Think of exponential technology as the meteorite that took out the dinosaurs. And the animals that dominated from that point….the mammals...more optimal body type, had a neocortex which allowed for creative problem solving (the lizards did not) and were MUCH MORE NIMBLE...the exponential organizations (ExOs) are the mammals.

It doesn’t look like it, but the ExO model shown above is where people like Elon Musk and Reid Hoffman and Peter Thiel get a big chunk of their competitive advantage. It’s their secret sauce as it were, in addition to their obvious intellect. What Salim Ismail (along with Michael Malone and Yuri Van Geest) did was, in a sense, codify the “PayPal Mafia”.

"PayPal Mafia" is a term used to indicate a group of former PayPal employees and founders who have since founded and developed additional technology companies such as Tesla Motors, LinkedIn, Palantir Technologies, SpaceX, YouTube, Yelp, and Yamme, The PayPal Mafia is sometimes credited with inspiring the re-emergence of consumer-focused Internet companies after the dot-com bust of 2001.

So not only is Silicon Valley exporting its exponential technology, it is exporting its organizational structure.  Companies like Google, Amazon, Apple, Facebook apply these principles as well.

Because of the fast paced world of exponential technology, it has been predicted that in 10 years 40% of existing Fortune 500 Companies will no longer survive.9 Richard Foster of Yale University estimates that the average lifespan of an S&P 500 company has decreased from 67 years in the 1920s to 15 years today. Note that the venerable icon General Electric which has been included among the 30 companies that have made up the Dow Jones Industrial for the last 100 years….just got kicked out.  And that Lifespan is going to get even shorter in the years to come as these giant corporations aren’t just forced to compete with, but are annihilated...seemingly overnight...by a new breed of companies that harnesses the power of exponential technologies, from groupware and data mining to synthetic biology and robotics. And as the rise of Google portents, the founders of those new companies will become the leaders of the world’s economy for the foreseeable future.

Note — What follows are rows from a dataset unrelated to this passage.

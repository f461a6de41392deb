//! Gap classification
//!
//! Cross-references one artifact's claims against its verification results
//! and assigns every discrepancy to a category. Classification is a pure
//! function of the (claims, results) pair: recomputing it always yields the
//! same gap set, and every gap traces back to a claim or result from the
//! same run.

use crate::extract::{Claim, ClaimCategory, ClaimSet};
use crate::verify::{checks, CheckId, VerificationResult};
use serde::{Deserialize, Serialize};
use std::collections::BTreeSet;
use tg_patterns as patterns;

/// Trust gap taxonomy
#[derive(Debug, Clone, Copy, PartialEq, Eq, Hash, Serialize, Deserialize)]
#[serde(rename_all = "SCREAMING_SNAKE_CASE")]
pub enum GapCategory {
    /// A check found the claimed-fixed (or independently scanned) defect
    Contradicted,
    /// A claim no check covers; it stands without independent confirmation
    Unverified,
    /// Clean today, but nothing prevents silent regression
    Unmonitored,
    /// Completion asserted without an evidence trail
    PrematureVictory,
}

impl GapCategory {
    pub fn name(&self) -> &'static str {
        match self {
            GapCategory::Contradicted => "CONTRADICTED",
            GapCategory::Unverified => "UNVERIFIED",
            GapCategory::Unmonitored => "UNMONITORED",
            GapCategory::PrematureVictory => "PREMATURE_VICTORY",
        }
    }
}

impl std::fmt::Display for GapCategory {
    fn fmt(&self, f: &mut std::fmt::Formatter<'_>) -> std::fmt::Result {
        write!(f, "{}", self.name())
    }
}

/// What a gap traces back to
#[derive(Debug, Clone, PartialEq, Serialize, Deserialize)]
#[serde(rename_all = "snake_case")]
pub enum GapReference {
    Check { name: String },
    Claim { category: ClaimCategory, text: String },
}

/// A classified discrepancy between claimed and verified state
#[derive(Debug, Clone, PartialEq, Serialize, Deserialize)]
pub struct Gap {
    pub category: GapCategory,
    pub reference: GapReference,
    pub detail: String,
}

/// Classify one artifact's gaps.
///
/// Precedence: failed checks first (a defect found independently is still
/// reportable), then per-claim classification. Each underlying
/// (claim, check) fact produces exactly one gap: a failure already surfaced
/// as CONTRADICTED suppresses the matching claim, and a verified
/// regression-prone check collapses however many matching claims into one
/// UNMONITORED gap.
pub fn classify(claims: &ClaimSet, results: &[VerificationResult]) -> Vec<Gap> {
    let mut gaps = Vec::new();

    for result in results.iter().filter(|r| r.status.is_failed()) {
        gaps.push(Gap {
            category: GapCategory::Contradicted,
            reference: GapReference::Check {
                name: result.check.name().to_string(),
            },
            detail: result.evidence.clone(),
        });
    }

    let mut unmonitored_seen: BTreeSet<&'static str> = BTreeSet::new();

    for claim in &claims.claims {
        if is_premature_victory(claim) {
            gaps.push(Gap {
                category: GapCategory::PrematureVictory,
                reference: claim_reference(claim),
                detail: "completion asserted without a corresponding evidence trail".to_string(),
            });
            continue;
        }

        let mapped: Vec<&VerificationResult> = results
            .iter()
            .filter(|r| claim_maps_to(claim, &r.check))
            .collect();

        if mapped.iter().any(|r| r.status.is_failed()) {
            // Already surfaced as CONTRADICTED above.
            continue;
        }

        if let Some(verified) = mapped.iter().find(|r| r.status.is_verified()) {
            if verified.check.regression_prone() && unmonitored_seen.insert(verified.check.name()) {
                gaps.push(Gap {
                    category: GapCategory::Unmonitored,
                    reference: GapReference::Check {
                        name: verified.check.name().to_string(),
                    },
                    detail: format!(
                        "claim \"{}\" holds today, but no automated guard prevents the pattern from returning",
                        claim.text
                    ),
                });
            }
            continue;
        }

        let detail = if mapped.is_empty() {
            "no check covers this claim; it stands without independent confirmation".to_string()
        } else {
            "the covering check could not be evaluated against the artifact".to_string()
        };
        gaps.push(Gap {
            category: GapCategory::Unverified,
            reference: claim_reference(claim),
            detail,
        });
    }

    gaps
}

fn claim_reference(claim: &Claim) -> GapReference {
    GapReference::Claim {
        category: claim.category,
        text: claim.text.clone(),
    }
}

/// Premature victory is carried through from the upstream pattern category:
/// a behavioral-pattern claim flagged by the producer, or one asserting
/// unconditional completion, with no evidence attached.
fn is_premature_victory(claim: &Claim) -> bool {
    claim.category == ClaimCategory::BehavioralPattern
        && claim.evidence.is_none()
        && (patterns::has_premature_victory_marker(&claim.text)
            || patterns::is_completion_claim(&claim.text))
}

/// Direct claim-to-check mapping: a routine existence check covers the
/// resolution claim naming that routine; a content scan covers resolution
/// and unresolved-issue claims whose text mentions its pattern vocabulary.
fn claim_maps_to(claim: &Claim, check: &CheckId) -> bool {
    match check {
        CheckId::RoutineExists { routine } => {
            claim.category == ClaimCategory::Resolution
                && checks::routine_in_claim(&claim.text).as_deref() == Some(routine.as_str())
        }
        CheckId::ArtifactPresent => false,
        _ => {
            if !matches!(
                claim.category,
                ClaimCategory::Resolution | ClaimCategory::UnresolvedIssue
            ) {
                return false;
            }
            let text = claim.text.to_lowercase();
            check.claim_hints().iter().any(|hint| text.contains(hint))
        }
    }
}
//! Line-level artifact content model
//!
//! Classifies every line as code, comment, dead, or blank so that pattern
//! checks scan live code only: a truncation limit inside a comment or a
//! provably-dead block is not a defect.

/// Classification of one source line
#[derive(Debug, Clone, Copy, PartialEq, Eq)]
pub enum LineKind {
    Code,
    Comment,
    Dead,
    Blank,
}

#[derive(Debug, Clone)]
pub struct Line {
    /// 1-based line number
    pub number: usize,
    pub text: String,
    pub kind: LineKind,
}

enum DeadRegion {
    /// `#if 0` until the matching `#endif`
    PreprocessorBlock,
    /// An `if False:` style suite: lines indented deeper than the opener
    IndentSuite(usize),
}

/// Parsed artifact content
#[derive(Debug, Clone)]
pub struct ArtifactContent {
    lines: Vec<Line>,
}

impl ArtifactContent {
    /// Parse raw bytes. Content that is not text is a structural parse
    /// failure; the caller maps it to UNABLE_TO_VERIFY.
    pub fn from_bytes(data: &[u8]) -> Result<Self, String> {
        let text = std::str::from_utf8(data)
            .map_err(|_| "content is not valid UTF-8 text".to_string())?;
        Ok(Self::from_text(text))
    }

    pub fn from_text(text: &str) -> Self {
        let mut lines = Vec::new();
        let mut in_block_comment = false;
        let mut dead: Option<DeadRegion> = None;

        for (i, raw) in text.lines().enumerate() {
            let number = i + 1;
            let trimmed = raw.trim();
            let indent = raw.len() - raw.trim_start().len();

            if let Some(region) = &dead {
                match region {
                    DeadRegion::PreprocessorBlock => {
                        lines.push(Line {
                            number,
                            text: raw.to_string(),
                            kind: LineKind::Dead,
                        });
                        if trimmed.starts_with("#endif") {
                            dead = None;
                        }
                        continue;
                    }
                    DeadRegion::IndentSuite(base) => {
                        if trimmed.is_empty() || indent > *base {
                            lines.push(Line {
                                number,
                                text: raw.to_string(),
                                kind: if trimmed.is_empty() {
                                    LineKind::Blank
                                } else {
                                    LineKind::Dead
                                },
                            });
                            continue;
                        }
                        // Dedent ends the suite; classify this line normally.
                        dead = None;
                    }
                }
            }

            let kind = if in_block_comment {
                if trimmed.contains("*/") {
                    in_block_comment = false;
                }
                LineKind::Comment
            } else if trimmed.is_empty() {
                LineKind::Blank
            } else if trimmed.starts_with("#if 0") {
                dead = Some(DeadRegion::PreprocessorBlock);
                LineKind::Dead
            } else if is_dead_branch_opener(trimmed) {
                dead = Some(DeadRegion::IndentSuite(indent));
                LineKind::Dead
            } else if trimmed.starts_with('#') || trimmed.starts_with("//") {
                LineKind::Comment
            } else if trimmed.starts_with("/*") {
                if !trimmed.contains("*/") {
                    in_block_comment = true;
                }
                LineKind::Comment
            } else {
                LineKind::Code
            };

            lines.push(Line {
                number,
                text: raw.to_string(),
                kind,
            });
        }

        Self { lines }
    }

    pub fn lines(&self) -> &[Line] {
        &self.lines
    }

    pub fn code_lines(&self) -> impl Iterator<Item = &Line> {
        self.lines.iter().filter(|l| l.kind == LineKind::Code)
    }

    pub fn code_line_count(&self) -> usize {
        self.code_lines().count()
    }
}

fn is_dead_branch_opener(trimmed: &str) -> bool {
    trimmed.starts_with("if False:")
        || trimmed.starts_with("if False :")
        || trimmed.starts_with("if false:")
        || trimmed.starts_with("if (false)")
        || trimmed.starts_with("if false {")
}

Leveraged by new generations of technology that, thanks to Moore’s Law, have emerged every few years, the infrastructure is now in place for many industries to move to this framework—and they will, not only because it confers enormous competitive advantage, but also because it rewards first movers.

[I] Interfaces
Ultimately, interfaces tend to become the most distinctive internal characteristics of a fully realized ExO. At peak productivity, interfaces empower the enterprise’s management of  its scale external attributes. Interfaces are filtering and matching processes by which ExOs bridge   externalities to internal control frameworks. They are algorithms and automated workflows that route the output of SCALE externalities to the right people at the right time internally.  In many cases, these processes start out manual and gradually become automated around the edges. Eventually, however, they became self-provisioning platforms that enable the ExO to scale. With exponential output, the internal organization needs to be extremely robust, precise and properly tuned to process all the inputs.